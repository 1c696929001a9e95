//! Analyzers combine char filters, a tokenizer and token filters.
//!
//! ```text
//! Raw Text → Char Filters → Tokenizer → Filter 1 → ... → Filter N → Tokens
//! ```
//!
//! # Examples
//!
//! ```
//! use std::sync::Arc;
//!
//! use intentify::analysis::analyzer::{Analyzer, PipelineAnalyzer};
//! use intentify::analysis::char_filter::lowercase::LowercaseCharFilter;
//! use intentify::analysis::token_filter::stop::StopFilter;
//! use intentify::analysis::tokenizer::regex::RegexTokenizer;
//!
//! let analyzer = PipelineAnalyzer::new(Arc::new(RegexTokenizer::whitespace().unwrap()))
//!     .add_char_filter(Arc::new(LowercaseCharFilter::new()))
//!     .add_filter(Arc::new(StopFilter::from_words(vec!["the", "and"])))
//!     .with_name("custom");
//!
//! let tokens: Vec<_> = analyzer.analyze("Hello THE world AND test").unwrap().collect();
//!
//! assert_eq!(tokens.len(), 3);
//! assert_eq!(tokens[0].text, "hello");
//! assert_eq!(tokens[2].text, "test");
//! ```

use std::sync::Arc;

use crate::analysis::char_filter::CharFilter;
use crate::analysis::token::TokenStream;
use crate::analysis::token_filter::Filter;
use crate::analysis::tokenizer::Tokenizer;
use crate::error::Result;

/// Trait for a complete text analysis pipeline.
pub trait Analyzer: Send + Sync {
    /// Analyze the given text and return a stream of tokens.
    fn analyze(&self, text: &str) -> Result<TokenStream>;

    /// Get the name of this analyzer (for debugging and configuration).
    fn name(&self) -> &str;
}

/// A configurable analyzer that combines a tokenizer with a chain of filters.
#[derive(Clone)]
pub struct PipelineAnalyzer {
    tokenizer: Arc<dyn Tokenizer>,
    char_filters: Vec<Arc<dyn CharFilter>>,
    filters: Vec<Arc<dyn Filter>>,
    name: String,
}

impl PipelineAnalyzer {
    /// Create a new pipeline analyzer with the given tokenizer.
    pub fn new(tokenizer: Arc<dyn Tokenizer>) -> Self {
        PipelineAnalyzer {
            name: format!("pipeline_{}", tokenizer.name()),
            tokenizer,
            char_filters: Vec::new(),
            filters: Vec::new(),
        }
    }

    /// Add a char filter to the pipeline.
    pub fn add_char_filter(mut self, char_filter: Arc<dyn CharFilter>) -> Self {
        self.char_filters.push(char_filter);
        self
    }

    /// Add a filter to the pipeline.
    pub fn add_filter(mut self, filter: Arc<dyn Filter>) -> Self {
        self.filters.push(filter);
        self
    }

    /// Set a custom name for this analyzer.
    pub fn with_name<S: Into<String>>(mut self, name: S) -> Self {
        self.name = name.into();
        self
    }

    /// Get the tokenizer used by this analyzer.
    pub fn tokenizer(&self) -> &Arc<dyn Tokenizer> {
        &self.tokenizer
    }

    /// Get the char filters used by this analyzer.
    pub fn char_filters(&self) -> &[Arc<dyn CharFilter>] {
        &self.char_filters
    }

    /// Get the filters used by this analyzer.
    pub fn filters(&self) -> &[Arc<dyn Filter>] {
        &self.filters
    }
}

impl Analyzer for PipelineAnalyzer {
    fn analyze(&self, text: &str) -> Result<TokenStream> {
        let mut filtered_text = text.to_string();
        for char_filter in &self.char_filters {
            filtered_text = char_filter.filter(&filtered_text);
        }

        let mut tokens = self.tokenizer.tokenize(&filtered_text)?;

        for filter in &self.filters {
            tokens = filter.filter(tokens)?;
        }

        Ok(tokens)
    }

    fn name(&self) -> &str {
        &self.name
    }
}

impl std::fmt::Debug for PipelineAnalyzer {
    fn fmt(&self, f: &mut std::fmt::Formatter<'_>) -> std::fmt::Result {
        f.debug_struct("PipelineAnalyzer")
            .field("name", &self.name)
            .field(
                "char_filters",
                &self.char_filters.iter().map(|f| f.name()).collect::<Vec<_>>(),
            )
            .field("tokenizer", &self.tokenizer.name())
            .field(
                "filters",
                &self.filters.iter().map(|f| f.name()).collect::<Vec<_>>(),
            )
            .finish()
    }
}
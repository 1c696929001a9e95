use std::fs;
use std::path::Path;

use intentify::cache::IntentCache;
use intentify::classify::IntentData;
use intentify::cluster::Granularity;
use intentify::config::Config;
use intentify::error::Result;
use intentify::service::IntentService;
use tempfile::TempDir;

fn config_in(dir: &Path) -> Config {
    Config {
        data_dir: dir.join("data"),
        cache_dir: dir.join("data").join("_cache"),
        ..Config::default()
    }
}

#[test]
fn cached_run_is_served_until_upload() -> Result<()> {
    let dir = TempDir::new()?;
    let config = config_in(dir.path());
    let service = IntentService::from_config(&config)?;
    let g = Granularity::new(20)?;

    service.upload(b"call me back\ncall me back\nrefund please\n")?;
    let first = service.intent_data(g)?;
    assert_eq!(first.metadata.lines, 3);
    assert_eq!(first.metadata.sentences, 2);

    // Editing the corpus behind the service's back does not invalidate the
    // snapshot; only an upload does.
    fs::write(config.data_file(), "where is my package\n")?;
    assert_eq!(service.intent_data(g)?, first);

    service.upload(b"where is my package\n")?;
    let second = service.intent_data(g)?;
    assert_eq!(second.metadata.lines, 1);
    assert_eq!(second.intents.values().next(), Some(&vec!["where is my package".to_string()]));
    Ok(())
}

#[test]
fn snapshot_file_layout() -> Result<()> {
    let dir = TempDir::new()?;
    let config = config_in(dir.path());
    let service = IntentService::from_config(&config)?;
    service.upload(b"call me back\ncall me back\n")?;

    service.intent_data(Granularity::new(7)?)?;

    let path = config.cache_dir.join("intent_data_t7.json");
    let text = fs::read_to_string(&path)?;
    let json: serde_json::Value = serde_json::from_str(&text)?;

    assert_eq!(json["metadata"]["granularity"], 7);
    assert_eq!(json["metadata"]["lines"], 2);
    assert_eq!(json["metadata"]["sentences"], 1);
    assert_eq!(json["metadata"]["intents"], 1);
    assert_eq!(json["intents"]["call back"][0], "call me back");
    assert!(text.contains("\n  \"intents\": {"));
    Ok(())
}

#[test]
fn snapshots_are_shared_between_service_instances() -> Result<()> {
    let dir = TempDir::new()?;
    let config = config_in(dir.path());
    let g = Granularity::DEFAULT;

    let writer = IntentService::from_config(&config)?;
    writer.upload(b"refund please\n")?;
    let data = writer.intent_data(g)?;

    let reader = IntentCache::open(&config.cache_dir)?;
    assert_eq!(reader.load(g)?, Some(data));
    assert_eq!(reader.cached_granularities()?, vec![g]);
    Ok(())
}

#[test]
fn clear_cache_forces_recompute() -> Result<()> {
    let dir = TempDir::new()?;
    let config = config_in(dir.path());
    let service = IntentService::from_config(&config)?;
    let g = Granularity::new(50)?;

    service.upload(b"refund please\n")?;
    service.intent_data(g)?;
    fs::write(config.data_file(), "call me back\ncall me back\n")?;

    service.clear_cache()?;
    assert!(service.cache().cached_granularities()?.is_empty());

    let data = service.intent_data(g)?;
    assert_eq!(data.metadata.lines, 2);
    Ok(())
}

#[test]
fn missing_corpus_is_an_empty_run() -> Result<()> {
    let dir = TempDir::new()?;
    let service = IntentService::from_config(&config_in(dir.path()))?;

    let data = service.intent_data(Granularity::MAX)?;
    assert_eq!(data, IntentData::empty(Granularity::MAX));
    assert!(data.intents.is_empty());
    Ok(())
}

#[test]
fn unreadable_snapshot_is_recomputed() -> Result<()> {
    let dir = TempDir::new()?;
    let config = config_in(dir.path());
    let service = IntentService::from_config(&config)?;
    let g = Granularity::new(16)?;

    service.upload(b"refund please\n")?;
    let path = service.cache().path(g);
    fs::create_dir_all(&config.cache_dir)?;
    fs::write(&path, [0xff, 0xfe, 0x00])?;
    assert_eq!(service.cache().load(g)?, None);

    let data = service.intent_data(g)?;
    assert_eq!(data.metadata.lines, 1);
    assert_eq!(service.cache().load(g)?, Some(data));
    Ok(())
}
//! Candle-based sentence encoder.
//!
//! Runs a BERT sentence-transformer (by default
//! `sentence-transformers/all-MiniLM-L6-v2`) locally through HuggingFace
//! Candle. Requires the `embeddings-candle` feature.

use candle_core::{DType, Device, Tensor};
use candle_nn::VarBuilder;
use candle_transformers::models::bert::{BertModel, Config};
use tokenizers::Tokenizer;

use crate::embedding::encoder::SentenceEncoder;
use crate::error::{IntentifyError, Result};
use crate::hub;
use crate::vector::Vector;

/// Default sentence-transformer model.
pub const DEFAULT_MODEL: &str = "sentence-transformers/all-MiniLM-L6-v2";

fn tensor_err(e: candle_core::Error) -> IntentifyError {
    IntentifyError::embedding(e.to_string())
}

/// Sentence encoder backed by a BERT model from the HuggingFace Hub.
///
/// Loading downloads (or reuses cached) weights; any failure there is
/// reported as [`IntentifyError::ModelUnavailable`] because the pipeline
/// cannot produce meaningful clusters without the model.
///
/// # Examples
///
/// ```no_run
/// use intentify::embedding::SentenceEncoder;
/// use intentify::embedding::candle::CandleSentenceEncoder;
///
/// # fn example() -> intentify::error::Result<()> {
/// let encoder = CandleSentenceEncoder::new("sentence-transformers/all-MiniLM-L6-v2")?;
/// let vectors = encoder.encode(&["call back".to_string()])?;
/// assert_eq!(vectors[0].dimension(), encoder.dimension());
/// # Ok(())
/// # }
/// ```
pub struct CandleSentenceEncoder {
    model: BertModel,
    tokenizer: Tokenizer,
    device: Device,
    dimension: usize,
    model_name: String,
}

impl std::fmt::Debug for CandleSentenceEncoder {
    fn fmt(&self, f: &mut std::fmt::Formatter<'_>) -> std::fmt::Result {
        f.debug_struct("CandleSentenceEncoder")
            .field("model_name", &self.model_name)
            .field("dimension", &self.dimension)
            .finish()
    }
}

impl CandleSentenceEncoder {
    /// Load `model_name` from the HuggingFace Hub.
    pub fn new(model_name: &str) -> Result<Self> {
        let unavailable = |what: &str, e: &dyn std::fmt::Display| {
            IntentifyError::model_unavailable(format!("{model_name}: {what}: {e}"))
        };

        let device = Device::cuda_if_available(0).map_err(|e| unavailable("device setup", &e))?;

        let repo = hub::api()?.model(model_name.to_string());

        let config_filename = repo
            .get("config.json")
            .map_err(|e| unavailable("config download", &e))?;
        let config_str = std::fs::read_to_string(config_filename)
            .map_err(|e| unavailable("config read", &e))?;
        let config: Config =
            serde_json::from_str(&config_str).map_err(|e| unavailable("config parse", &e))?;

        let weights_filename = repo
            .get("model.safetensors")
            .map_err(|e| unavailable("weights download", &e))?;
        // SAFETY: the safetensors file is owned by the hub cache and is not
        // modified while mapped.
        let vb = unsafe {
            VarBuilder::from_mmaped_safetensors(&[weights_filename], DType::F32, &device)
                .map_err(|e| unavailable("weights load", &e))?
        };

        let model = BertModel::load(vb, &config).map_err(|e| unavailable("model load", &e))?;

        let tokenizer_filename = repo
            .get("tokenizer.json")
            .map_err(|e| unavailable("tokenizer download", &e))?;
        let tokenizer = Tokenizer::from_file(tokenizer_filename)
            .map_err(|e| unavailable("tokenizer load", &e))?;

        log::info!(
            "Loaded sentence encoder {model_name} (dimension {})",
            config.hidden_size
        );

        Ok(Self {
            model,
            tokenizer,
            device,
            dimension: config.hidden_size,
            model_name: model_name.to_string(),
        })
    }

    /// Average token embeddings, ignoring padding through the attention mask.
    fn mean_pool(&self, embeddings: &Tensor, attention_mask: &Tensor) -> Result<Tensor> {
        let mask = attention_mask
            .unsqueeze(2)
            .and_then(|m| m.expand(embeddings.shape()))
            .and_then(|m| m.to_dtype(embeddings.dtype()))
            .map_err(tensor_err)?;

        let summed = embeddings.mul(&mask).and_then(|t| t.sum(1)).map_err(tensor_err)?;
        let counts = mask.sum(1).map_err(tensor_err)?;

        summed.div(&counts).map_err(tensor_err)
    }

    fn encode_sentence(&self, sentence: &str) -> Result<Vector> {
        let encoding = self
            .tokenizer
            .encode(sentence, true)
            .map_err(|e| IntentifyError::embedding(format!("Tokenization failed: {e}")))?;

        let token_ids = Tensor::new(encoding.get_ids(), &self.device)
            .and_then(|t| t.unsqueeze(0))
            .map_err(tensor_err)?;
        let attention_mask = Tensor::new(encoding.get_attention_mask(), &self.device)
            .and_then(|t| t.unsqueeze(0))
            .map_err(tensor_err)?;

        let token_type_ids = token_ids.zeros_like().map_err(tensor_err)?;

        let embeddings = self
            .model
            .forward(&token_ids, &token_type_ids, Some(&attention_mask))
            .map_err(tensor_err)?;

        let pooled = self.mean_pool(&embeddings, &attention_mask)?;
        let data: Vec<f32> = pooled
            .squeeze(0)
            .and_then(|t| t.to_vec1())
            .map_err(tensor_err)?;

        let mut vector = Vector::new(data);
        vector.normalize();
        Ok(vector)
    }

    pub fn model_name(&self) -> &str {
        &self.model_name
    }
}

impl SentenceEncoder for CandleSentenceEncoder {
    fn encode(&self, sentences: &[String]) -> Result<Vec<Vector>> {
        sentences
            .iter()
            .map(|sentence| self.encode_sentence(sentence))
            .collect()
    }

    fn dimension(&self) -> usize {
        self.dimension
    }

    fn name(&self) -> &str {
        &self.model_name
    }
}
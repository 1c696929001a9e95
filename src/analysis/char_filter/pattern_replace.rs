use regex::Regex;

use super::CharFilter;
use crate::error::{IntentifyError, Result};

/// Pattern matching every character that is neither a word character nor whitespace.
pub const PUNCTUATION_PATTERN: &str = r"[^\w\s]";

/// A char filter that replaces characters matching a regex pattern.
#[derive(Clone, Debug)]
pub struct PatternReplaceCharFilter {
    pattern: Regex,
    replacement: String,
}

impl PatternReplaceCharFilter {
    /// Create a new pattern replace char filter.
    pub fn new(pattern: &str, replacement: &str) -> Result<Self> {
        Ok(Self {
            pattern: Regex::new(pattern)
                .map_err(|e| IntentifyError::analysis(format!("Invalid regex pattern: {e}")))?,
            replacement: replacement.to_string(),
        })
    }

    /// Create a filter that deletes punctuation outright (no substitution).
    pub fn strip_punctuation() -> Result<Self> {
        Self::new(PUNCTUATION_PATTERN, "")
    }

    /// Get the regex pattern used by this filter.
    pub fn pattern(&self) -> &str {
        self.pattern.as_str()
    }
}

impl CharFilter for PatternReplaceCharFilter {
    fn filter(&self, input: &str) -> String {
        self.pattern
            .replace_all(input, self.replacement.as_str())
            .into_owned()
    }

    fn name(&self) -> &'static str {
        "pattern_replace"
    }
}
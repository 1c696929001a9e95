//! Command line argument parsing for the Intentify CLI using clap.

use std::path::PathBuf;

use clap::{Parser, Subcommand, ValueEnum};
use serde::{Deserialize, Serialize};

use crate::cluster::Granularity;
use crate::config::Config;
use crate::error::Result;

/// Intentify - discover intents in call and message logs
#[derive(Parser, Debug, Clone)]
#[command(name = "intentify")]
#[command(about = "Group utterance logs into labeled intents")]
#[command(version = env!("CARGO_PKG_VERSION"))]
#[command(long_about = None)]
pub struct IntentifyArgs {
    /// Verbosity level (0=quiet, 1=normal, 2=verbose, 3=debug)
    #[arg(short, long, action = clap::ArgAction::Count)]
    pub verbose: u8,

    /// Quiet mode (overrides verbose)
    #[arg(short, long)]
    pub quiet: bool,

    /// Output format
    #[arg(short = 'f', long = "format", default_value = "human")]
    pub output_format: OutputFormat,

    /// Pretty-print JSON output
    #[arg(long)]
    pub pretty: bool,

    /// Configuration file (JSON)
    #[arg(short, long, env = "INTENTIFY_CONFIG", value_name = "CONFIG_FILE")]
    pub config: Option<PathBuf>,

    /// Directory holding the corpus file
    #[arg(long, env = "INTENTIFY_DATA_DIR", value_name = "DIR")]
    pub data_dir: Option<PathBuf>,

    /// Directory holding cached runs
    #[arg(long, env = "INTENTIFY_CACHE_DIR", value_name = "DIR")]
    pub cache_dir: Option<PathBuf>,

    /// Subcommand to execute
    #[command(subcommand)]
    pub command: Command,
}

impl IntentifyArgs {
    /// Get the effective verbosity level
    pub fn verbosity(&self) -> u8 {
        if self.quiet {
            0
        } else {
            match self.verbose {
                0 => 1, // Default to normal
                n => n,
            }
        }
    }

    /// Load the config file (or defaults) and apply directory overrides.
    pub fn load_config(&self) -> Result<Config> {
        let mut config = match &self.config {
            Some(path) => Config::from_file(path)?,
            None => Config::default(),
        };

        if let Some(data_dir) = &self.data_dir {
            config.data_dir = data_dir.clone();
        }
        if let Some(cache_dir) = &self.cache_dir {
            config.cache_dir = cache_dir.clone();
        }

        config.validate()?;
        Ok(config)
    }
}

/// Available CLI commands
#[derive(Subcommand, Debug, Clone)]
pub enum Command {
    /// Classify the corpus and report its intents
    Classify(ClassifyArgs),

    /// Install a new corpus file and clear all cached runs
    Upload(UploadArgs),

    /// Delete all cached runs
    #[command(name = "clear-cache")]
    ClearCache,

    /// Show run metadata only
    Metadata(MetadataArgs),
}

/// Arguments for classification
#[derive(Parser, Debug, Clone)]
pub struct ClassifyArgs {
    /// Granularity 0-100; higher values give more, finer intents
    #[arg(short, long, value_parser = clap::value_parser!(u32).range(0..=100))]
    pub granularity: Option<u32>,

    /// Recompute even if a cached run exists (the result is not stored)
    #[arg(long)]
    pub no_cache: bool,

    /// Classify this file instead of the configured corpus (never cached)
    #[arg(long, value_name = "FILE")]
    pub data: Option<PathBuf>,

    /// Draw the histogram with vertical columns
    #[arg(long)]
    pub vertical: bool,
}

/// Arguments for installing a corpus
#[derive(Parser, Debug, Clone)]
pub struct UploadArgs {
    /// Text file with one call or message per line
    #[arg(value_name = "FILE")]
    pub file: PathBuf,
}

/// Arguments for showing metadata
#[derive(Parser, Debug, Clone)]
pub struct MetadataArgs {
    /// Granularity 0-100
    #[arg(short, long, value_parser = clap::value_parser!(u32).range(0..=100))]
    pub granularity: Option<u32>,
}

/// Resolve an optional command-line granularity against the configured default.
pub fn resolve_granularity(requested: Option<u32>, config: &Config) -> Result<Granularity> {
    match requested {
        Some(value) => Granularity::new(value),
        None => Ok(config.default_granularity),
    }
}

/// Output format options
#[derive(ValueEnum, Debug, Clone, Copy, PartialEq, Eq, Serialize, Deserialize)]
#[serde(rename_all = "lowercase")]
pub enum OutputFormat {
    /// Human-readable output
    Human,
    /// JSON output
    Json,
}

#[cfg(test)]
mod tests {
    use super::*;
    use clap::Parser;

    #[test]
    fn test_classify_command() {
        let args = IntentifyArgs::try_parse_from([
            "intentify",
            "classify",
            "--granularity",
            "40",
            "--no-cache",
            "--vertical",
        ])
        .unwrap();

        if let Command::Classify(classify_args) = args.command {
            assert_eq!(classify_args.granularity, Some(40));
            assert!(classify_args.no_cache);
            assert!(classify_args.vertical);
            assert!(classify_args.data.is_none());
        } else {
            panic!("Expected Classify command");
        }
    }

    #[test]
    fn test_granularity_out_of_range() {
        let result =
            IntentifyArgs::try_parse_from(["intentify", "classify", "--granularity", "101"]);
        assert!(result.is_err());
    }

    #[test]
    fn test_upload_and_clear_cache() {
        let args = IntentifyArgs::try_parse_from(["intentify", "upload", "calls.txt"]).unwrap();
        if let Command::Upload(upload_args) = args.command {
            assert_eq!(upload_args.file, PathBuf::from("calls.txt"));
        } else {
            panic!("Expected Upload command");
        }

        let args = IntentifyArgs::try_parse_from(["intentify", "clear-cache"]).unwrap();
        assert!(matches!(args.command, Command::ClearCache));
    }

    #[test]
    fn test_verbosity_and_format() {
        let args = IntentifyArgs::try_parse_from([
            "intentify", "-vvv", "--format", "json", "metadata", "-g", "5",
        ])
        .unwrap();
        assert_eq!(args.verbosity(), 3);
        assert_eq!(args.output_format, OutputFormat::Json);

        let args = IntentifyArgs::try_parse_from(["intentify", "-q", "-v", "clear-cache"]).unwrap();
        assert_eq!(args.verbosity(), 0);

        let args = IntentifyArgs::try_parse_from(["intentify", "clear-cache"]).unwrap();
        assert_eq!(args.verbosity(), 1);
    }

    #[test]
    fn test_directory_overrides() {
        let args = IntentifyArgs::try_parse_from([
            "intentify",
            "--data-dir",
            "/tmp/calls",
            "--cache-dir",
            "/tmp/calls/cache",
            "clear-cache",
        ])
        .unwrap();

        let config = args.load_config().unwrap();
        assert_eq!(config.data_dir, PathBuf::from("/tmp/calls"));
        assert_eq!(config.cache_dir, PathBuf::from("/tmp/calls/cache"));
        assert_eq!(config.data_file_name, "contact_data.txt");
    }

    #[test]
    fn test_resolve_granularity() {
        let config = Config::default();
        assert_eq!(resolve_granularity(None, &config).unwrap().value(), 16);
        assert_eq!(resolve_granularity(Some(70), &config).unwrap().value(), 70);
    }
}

> [Directions for this task] Collect from the data above every line that includes "holding".

> [Solution for this problem]
    /// Directory holding the corpus file
    /// Directory holding cached runs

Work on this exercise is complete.